The requirements of the statute appear to have been carefully followed in the proceeding leading up to the dismissal of petitioner and he has been accorded every right to which he is entitled. It is not for this court to consider the charges on the merits. In People ex rel. Brown v. O’Brien (137 App. Div. 311) the court held that a mandamus proceeding does not act as a writ of review, and hence, where an opportunity has been given an employee to answer or 'explain the charges made, the court will not consider whether or not such charges should have been sustained, as the head of a department is vested with the powers of removal when he has followed the procedure provided by the statute.

I am not unmindful of the rule laid down by the Court of Appeals in Matter of Griffin v. Thompson (202 N. Y. 104), that where the charges are frivolous, unsubstantial, vague or trivial, the petitioner is entitled to relief by mandamus. But in the instant case these charges are not frivolous. The petitioner is charged by the head of a State department with willful disobedience of departmental orders, and though he has attempted to give an explanation for the disobedience of such orders, this court will not interfere on the theory “ that the explanation given by the subordinate should have satisfied the head of the department.” (Matter of Griffin v. Thompson, supra.)

That a civil service employee may be removed from his position for cause is well established by the decisions of our courts. No person is possessed of an inalienable right to his position in the State service simply because he may have secured it by competitive examination, and no department in the State government should be compelled to retain a disobedient employee.

The petitioner was given an opportunity to answer the charges.

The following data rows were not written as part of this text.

fn operation_output(op: &proto::Operation) -> OperationOutput {
    let mut output = OperationOutput {
        operation_id: op.operation_id.clone(),
        stage: stage_to_string(op.stage),
        action_digest: digest_to_string(op.action_digest.as_ref()),
        cached_result: op.cached_result,
        exit_code: None,
        stdout_digest: None,
        stderr_digest: None,
        output_files: Vec::new(),
        error_kind: None,
        error: None,
    };
    match &op.outcome {
        Some(Outcome::Result(result)) => {
            output.exit_code = Some(result.exit_code);
            output.stdout_digest = Some(digest_to_string(result.stdout_digest.as_ref()));
            output.stderr_digest = Some(digest_to_string(result.stderr_digest.as_ref()));
            output.output_files = result
                .output_files
                .iter()
                .map(|f| format!("{} {}", f.path, digest_to_string(f.digest.as_ref())))
                .collect();
        }
        Some(Outcome::Error(error)) => {
            output.exit_code = error.exit_code;
            output.error_kind = Some(error.kind.clone());
            output.error = Some(error.message.clone());
        }
        None => {}
    }
    output
}

async fn connect(args: &ClientArgs) -> Result<Channel, Box<dyn std::error::Error>> {
    Ok(Channel::from_shared(args.addr.clone())?.connect().await?)
}

async fn read_blob(
    channel: Channel,
    digest: &proto::Digest,
) -> Result<Vec<u8>, Box<dyn std::error::Error>> {
    let mut client = ByteStreamClient::new(channel);
    let mut stream = client
        .read(ReadRequest {
            resource_name: format!("blobs/{}/{}", digest.hash, digest.size_bytes),
            read_offset: 0,
            read_limit: 0,
        })
        .await?
        .into_inner();

    let mut data = Vec::with_capacity(digest.size_bytes.max(0) as usize);
    while let Some(chunk) = stream.next().await {
        data.extend_from_slice(&chunk?.data);
    }
    Ok(data)
}

// =============================================================================
// Server Implementation
// =============================================================================

async fn run_server(args: ServerArgs) -> Result<(), Box<dyn std::error::Error>> {
    let default_level = if args.debug { "debug" } else { "info" };
    tracing_subscriber::fmt()
        .with_env_filter(
            EnvFilter::try_from_default_env().unwrap_or_else(|_| EnvFilter::new(default_level)),
        )
        .init();

    let listen_addr: SocketAddr = format!("0.0.0.0:{}", args.port).parse()?;
    let dashboard_addr: Option<SocketAddr> = match args.dashboard_port {
        Some(p) => Some(format!("0.0.0.0:{}", p).parse()?),
        None => None,
    };

    let config = WorkerConfig {
        listen_addr,
        work_path: args.work_path,
        sandbox: SandboxConfig {
            enabled: args.sandboxing,
            binary_path: args.sandbox_binary,
        },
        pid_file: args.pid_file,
        dashboard_addr,
        default_timeout: Duration::from_secs(args.default_timeout_secs),
    };

    tracing::info!(
        listen_addr = %config.listen_addr,
        work_path = ?config.work_path,
        sandboxing = config.sandbox.enabled,
        dashboard_addr = ?config.dashboard_addr,
        "Starting remote worker"
    );

    let shutdown = install_shutdown_handler();
    let node = WorkerNode::new(config).await?;
    node.run(shutdown).await?;

    Ok(())
}

// =============================================================================
// Client Command Handlers
// =============================================================================

async fn handle_execute(
    channel: Channel,
    args: ExecuteArgs,
    output_format: &OutputFormat,
) -> Result<(), Box<dyn std::error::Error>> {
    let mut input_files = Vec::with_capacity(args.inputs.len());
    let mut uploads = Vec::with_capacity(args.inputs.len());
    for path in &args.inputs {
        let data = tokio::fs::read(path).await?;
        let mode = tokio::fs::metadata(path).await?.permissions().mode();
        let digest: proto::Digest = Digest::of(&data).into();
        input_files.push(proto::InputFile {
            path: path.to_string_lossy().into_owned(),
            digest: Some(digest.clone()),
            is_executable: mode & 0o111 != 0,
        });
        uploads.push(batch_update_blobs_request::Request {
            digest: Some(digest),
            data,
        });
    }

    if !uploads.is_empty() {
        let mut cas = ContentAddressableStorageClient::new(channel.clone());
        let response = cas
            .batch_update_blobs(BatchUpdateBlobsRequest { requests: uploads })
            .await?
            .into_inner();
        for r in response.responses {
            if r.code != Code::Ok as i32 {
                eprintln!(
                    "Error: Upload of {} failed: {}",
                    digest_to_string(r.digest.as_ref()),
                    r.message
                );
                std::process::exit(1);
            }
        }
    }

    let action = proto::Action {
        arguments: args.argv,
        environment_variables: args
            .env
            .into_iter()
            .map(|(name, value)| proto::EnvironmentVariable { name, value })
            .collect(),
        input_files,
        output_files: args.output_files,
        timeout_ms: args.timeout_secs.map(|s| s * 1000).unwrap_or(0),
    };

    let mut client = ExecutionClient::new(channel.clone());
    let response = match client
        .execute(ExecuteRequest {
            action_source: Some(ActionSource::Action(action)),
            skip_cache_lookup: args.skip_cache,
        })
        .await
    {
        Ok(response) => response.into_inner(),
        Err(status) => {
            eprintln!("Error: Execution request failed: {}", status.message());
            std::process::exit(1);
        }
    };

    if !args.wait {
        match output_format {
            OutputFormat::Json => {
                let output = ExecuteOutput {
                    operation_id: response.operation_id,
                    action_digest: digest_to_string(response.action_digest.as_ref()),
                };
                println!("{}", serde_json::to_string_pretty(&output)?);
            }
            OutputFormat::Table => {
                println!("Action submitted!");
                println!("Operation ID:  {}", response.operation_id);
                println!(
                    "Action digest: {}",
                    digest_to_string(response.action_digest.as_ref())
                );
            }
        }
        return Ok(());
    }

    handle_watch(channel, response.operation_id, output_format).await
}

async fn handle_watch(
    channel: Channel,
    operation_id: String,
    output_format: &OutputFormat,
) -> Result<(), Box<dyn std::error::Error>> {
    let mut client = WatcherClient::new(channel.clone());
    let mut stream = client
        .watch(WatchRequest { operation_id })
        .await?
        .into_inner();

    let mut last: Option<proto::Operation> = None;
    while let Some(result) = stream.next().await {
        let op = match result {
            Ok(op) => op,
            Err(e) => {
                eprintln!("Stream error: {}", e);
                std::process::exit(1);
            }
        };
        match output_format {
            OutputFormat::Json => {
                println!("{}", serde_json::to_string(&operation_output(&op))?);
            }
            OutputFormat::Table => {
                println!("{:<38} {}", op.operation_id, stage_to_string(op.stage));
            }
        }
        last = Some(op);
    }

    let Some(op) = last else {
        eprintln!("Error: Stream ended without an operation");
        std::process::exit(1);
    };

    if let OutputFormat::Table = output_format {
        let summary = operation_output(&op);
        println!();
        println!("Stage:         {}", summary.stage);
        println!("Cached:        {}", summary.cached_result);
        if let Some(exit_code) = summary.exit_code {
            println!("Exit Code:     {}", exit_code);
        }
        if !summary.output_files.is_empty() {
            println!("Outputs:");
            for line in &summary.output_files {
                println!("  {}", line);
            }
        }
        if let (Some(kind), Some(error)) = (&summary.error_kind, &summary.error) {
            println!("Error:         {} ({})", error, kind);
        }
        if let Some(Outcome::Result(result)) = &op.outcome {
            if let Some(stdout) = &result.stdout_digest {
                let data = read_blob(channel.clone(), stdout).await?;
                if !data.is_empty() {
                    println!("Stdout:");
                    for line in String::from_utf8_lossy(&data).lines() {
                        println!("  {}", line);
                    }
                }
            }
        }
        if let Some(Outcome::Error(error)) = &op.outcome {
            if !error.stderr_tail.is_empty() {
                println!("Stderr:");
                for line in error.stderr_tail.lines() {
                    println!("  {}", line);
                }
            }
        }
    }

    if op.stage == ExecutionStage::Error as i32 {
        std::process::exit(1);
    }
    Ok(())
}

// =============================================================================
// Main Entry Point
// =============================================================================

#[tokio::main]
async fn main() -> Result<(), Box<dyn std::error::Error>> {
    let args = Args::parse();

    match args.command {
        Commands::Server(server_args) => {
            run_server(server_args).await?;
        }
        Commands::Execute { client, action } => {
            let channel = connect(&client).await?;
            handle_execute(channel, action, &client.output).await?;
        }
        Commands::Watch {
            client,
            operation_id,
        } => {
            let channel = connect(&client).await?;
            handle_watch(channel, operation_id, &client.output).await?;
        }
    }

    Ok(())
}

His answer, covering eight typewritten pages, was found by the Commissioner to be an insufficient explanation of his disobedience to departmental orders. He was thereafter dismissed from the service, in compliance with the provisions of subdivision 2 of section 22 of the Civil Service Law. It was not a summary dismissal such as may be found in Matter of Crowley v. Fowler (217 App. Div. 16). All of the omissions to comply with the statute pointed out by the court in that case have been strictly complied with here.

The fact that a subordinate believes that the affairs of a State department can be best administered by following the course of procedure which his own judgment dictates and, therefore, decides to disobey the orders of the head of his department is not likely to impress any court. It is not for the subordinate to determine how *591the affairs of a State department should be administered. Administration of a State department rests with the head of that department. It is his duty and his obligation to the State to establish regulations and issue such orders as will allow his department to properly function, and willful disobedience of established rules or departmental orders promulgated in good faith may well be cause for dismissal.

Similar applications have been denied by our courts upon the authority of People ex rel. Brown v. O’Brien (supra), and it has been held in those cases that the head of the department, having complied with the statute, the petitioner was properly removed and mandamus would not he. _

Order may be entered denying the application of the petitioner, without costs.